An “unconformity,” Raffles explains in his introduction, is a term geologists use to describe “a discontinuity in the deposition of sediment,” the “material sign of a break in time,” “both a seam and a rupture.” He employs the concept to explain the grief he feels as he contemplates two of his sisters’ deaths, which occurred within weeks of each other 25 years ago, dropping a few details of his sisters and their deaths into his chapters. But his feelings are so elusive — and his style so allusive — that he fails to conjure them as meaningful characters. He writes that he reached for stones as he tried to reckon with his losses, but the connection mostly seems tenuous between these long-missing sisters and the many other characters who are central to the book.
It is those characters and their histories that provide Raffles a different kind of “unconformity” to study. His people engage in global dynamics he identifies as imperialism, industrial capitalism, genocide, environmental exploitation, and cultural hegemony. They include well-known figures such as Henry Hudson and Robert E. Peary, as well as those whom history has obscured — for example, Naomie Kennedy, who was said to be a Cherokee princess and lived for a time in Manhattan’s Inwood Hill Park, and Peary’s black assistant, Matthew Henson, who, like Peary, fathered children whose descendants live in Greenland.
The rocks themselves may show signs of geological “unconformity,” but it is their relationship to a variety of human-made ruptures and seams that interest Raffles, and that often fascinated me. “Blubberstone,” for example, isn’t just a description of a geological fact. It is a product of 17th-century whaling in the Svalbard archipelago, which led to the decimation of reindeer, eider ducks, walruses, seals, and foxes. Similarly, “Magnetite” — my favorite (and the shortest) chapter — finds Raffles in western Iceland to check out volcanic rock that is seemingly capable of derailing navigational devices: “It’s midwinter, zero degrees, a few hours of velvet light each day. Thick slabs of blue-green ice wheeze and crack on the frozen pond that reaches deep into the moss-covered lava field. Keening kittiwakes skim the North Atlantic.

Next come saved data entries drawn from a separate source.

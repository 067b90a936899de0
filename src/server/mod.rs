//! HTTP endpoint streaming the tag list
//!
//! Every request starts its own `exiftool -listx` process and pipes its
//! output through [`TagConverter`] straight into the response body. A
//! supervisor task races the conversion against the client going away and
//! makes sure the child process is killed and reaped on every path.

use std::io::{self, BufReader};
use std::net::SocketAddr;
use std::sync::Arc;

use axum::{
    body::Body,
    extract::State,
    http::{header, StatusCode},
    response::{IntoResponse, Response},
    routing::get,
    Router,
};
use log::{debug, error, info, warn};
use tokio::sync::mpsc;
use tokio_stream::wrappers::ReceiverStream;

use crate::listx::{ConversionStats, ErrorKind, TagConverter, DEFAULT_INPUT_BUFFER_SIZE};
use crate::source::{ListxChild, ListxCommand};

pub use writer::{BodyChunk, ChannelWriter};

mod writer;


/// Errors that stop the server itself
#[derive(Debug, thiserror::Error)]
pub enum ServerError {
    /// The listen address could not be bound
    #[error("failed to bind {addr}: {source}")]
    Bind {
        /// Requested address
        addr: SocketAddr,
        /// Underlying I/O error
        #[source]
        source: io::Error,
    },

    /// The accept loop failed
    #[error("server error: {0}")]
    Serve(#[from] io::Error),
}

/// Settings for the HTTP endpoint
#[derive(Debug, Clone)]
pub struct ServerConfig {
    /// Address to listen on
    pub bind: SocketAddr,

    /// Body chunks buffered between the converter and a slow client
    pub channel_capacity: usize,

    /// Command producing the XML, run once per request
    pub command: ListxCommand,
}

impl Default for ServerConfig {
    fn default() -> Self {
        Self {
            bind: SocketAddr::from(([127, 0, 0, 1], 8080)),
            channel_capacity: 16,
            command: ListxCommand::default(),
        }
    }
}

/// Shared per-server state
#[derive(Debug, Clone)]
struct AppState {
    command: ListxCommand,
    converter: TagConverter,
    channel_capacity: usize,
}

/// How a single streamed response ended
#[derive(Debug)]
pub enum StreamOutcome {
    /// The whole document was sent and the process exited cleanly
    Completed(ConversionStats),
    /// Conversion or the process failed; the body was aborted
    Failed(String),
    /// The client went away; the process was killed
    Cancelled,
}

/// Build the router: one endpoint, every path serves the tag list
pub fn router(config: &ServerConfig, converter: TagConverter) -> Router {
    let state = Arc::new(AppState {
        command: config.command.clone(),
        converter,
        channel_capacity: config.channel_capacity.max(1),
    });

    Router::new()
        .route("/", get(stream_tags))
        .fallback(stream_tags)
        .with_state(state)
}

/// Serve until Ctrl-C
pub async fn serve(config: ServerConfig, converter: TagConverter) -> Result<(), ServerError> {
    let listener = tokio::net::TcpListener::bind(config.bind)
        .await
        .map_err(|source| ServerError::Bind {
            addr: config.bind,
            source,
        })?;
    let addr = listener.local_addr()?;

    info!("Serving `{}` as JSON on http://{}", config.command, addr);

    axum::serve(listener, router(&config, converter))
        .with_graceful_shutdown(shutdown_signal())
        .await?;

    info!("Server stopped");
    Ok(())
}

async fn shutdown_signal() {
    if let Err(e) = tokio::signal::ctrl_c().await {
        warn!("Failed to listen for Ctrl-C: {}", e);
        std::future::pending::<()>().await;
    }
    info!("Shutdown requested");
}

async fn stream_tags(State(state): State<Arc<AppState>>) -> Response {
    let child = match state.command.spawn() {
        Ok(child) => child,
        Err(e) => {
            error!("{}", e);
            return (StatusCode::INTERNAL_SERVER_ERROR, e.to_string()).into_response();
        }
    };
    let (tx, rx) = mpsc::channel::<BodyChunk>(state.channel_capacity);
    let converter = state.converter.clone();
    tokio::spawn(async move {
        match supervise(child, tx, converter).await {
            StreamOutcome::Completed(stats) => {
                debug!("Streamed {} tags ({} bytes)", stats.tags, stats.bytes_written)
            }
            StreamOutcome::Failed(msg) => error!("Streaming tags failed: {}", msg),
            StreamOutcome::Cancelled => info!("Client disconnected, process killed"),
        }
    });

    (
        [(header::CONTENT_TYPE, "application/json")],
        Body::from_stream(ReceiverStream::new(rx)),
    )
        .into_response()
}

/// Drive one conversion from the child's stdout into `tx` and clean up `child`
///
/// Completion and client disconnect race; whichever comes first decides
/// whether the child is waited for or killed. The child is reaped either way.
pub async fn supervise(
    mut child: ListxChild,
    tx: mpsc::Sender<BodyChunk>,
    converter: TagConverter,
) -> StreamOutcome {
    let Some(stdout) = child.take_stdout() else {
        let msg = format!("process {} has no stdout pipe", child.id());
        kill(&mut child);
        let _ = reap(child).await;
        return abort(&tx, StreamOutcome::Failed(msg)).await;
    };

    let writer = ChannelWriter::new(tx.clone());
    let mut conversion = tokio::task::spawn_blocking(move || {
        let reader = BufReader::with_capacity(DEFAULT_INPUT_BUFFER_SIZE, stdout);
        converter.convert(reader, writer)
    });

    let finished = tokio::select! {
        joined = &mut conversion => Some(joined),
        _ = tx.closed() => None,
    };

    let outcome = match finished {
        Some(Ok(Ok(stats))) => match reap(child).await {
            Ok(()) => StreamOutcome::Completed(stats),
            Err(msg) => StreamOutcome::Failed(msg),
        },
        Some(Ok(Err(e))) => {
            kill(&mut child);
            let _ = reap(child).await;
            if e.kind() == ErrorKind::Sink && tx.is_closed() {
                StreamOutcome::Cancelled
            } else {
                StreamOutcome::Failed(e.to_string())
            }
        }
        Some(Err(join_error)) => {
            kill(&mut child);
            let _ = reap(child).await;
            StreamOutcome::Failed(format!("conversion task failed: {}", join_error))
        }
        None => {
            kill(&mut child);
            // Killing the child closes its stdout, which unblocks the converter
            if let Ok(Err(e)) = conversion.await {
                debug!("Conversion ended after disconnect: {}", e);
            }
            let _ = reap(child).await;
            StreamOutcome::Cancelled
        }
    };

    abort(&tx, outcome).await
}

async fn abort(tx: &mpsc::Sender<BodyChunk>, outcome: StreamOutcome) -> StreamOutcome {
    if let StreamOutcome::Failed(ref msg) = outcome {
        // Aborts the chunked body so the truncated document is not taken as complete
        let _ = tx.send(Err(io::Error::other(msg.clone()))).await;
    }
    outcome
}

fn kill(child: &mut ListxChild) {
    if let Err(e) = child.kill() {
        warn!("Failed to kill process {}: {}", child.id(), e);
    }
}

/// Wait for the child on a blocking thread, mapping failure to a message
async fn reap(child: ListxChild) -> Result<(), String> {
    match tokio::task::spawn_blocking(move || child.wait()).await {
        Ok(Ok(())) => Ok(()),
        Ok(Err(e)) => Err(e.to_string()),
        Err(e) => Err(format!("waiting for process failed: {}", e)),
    }
}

And something else: the Grimsby trawler Epine, lost in a blizzard and Force 9 gale.” Here, Raffles writes in relatively direct sentences, his words transporting me on a physical journey made impossible by the pandemic. In such moments, I could not have wished for a more welcome travel guide.
At its best, Unconformities reminded me of Bruce Chatwin’s semi-fictional exploration of indigenous Australian Dreamings in The Songlines. It also brought to mind Edmund de Waal’s history of porcelain, The White Road: Journey Into an Obsession. In each of these works, curious, smart writers gave themselves permission to explore and learn and connect. At its worst, Raffles’s book recalled the densest, least immediately rewarding parts of Moby-Dick.
I was glad Raffles included a quote from Pliny the Elder, a Roman who remarked in his Natural History that rocks have a voice, and this voice “interrupts that of Man.” “Pliny liked to meander,” Raffles notes, and his great work, acknowledged to be the prototype of the encyclopedia, “is full of erudite digressions, insatiable curiosity.” The Book of Unconformities awaits patient readers who are open to Raffles’s own erudition and digressions, both of which, for better and worse, are considerable.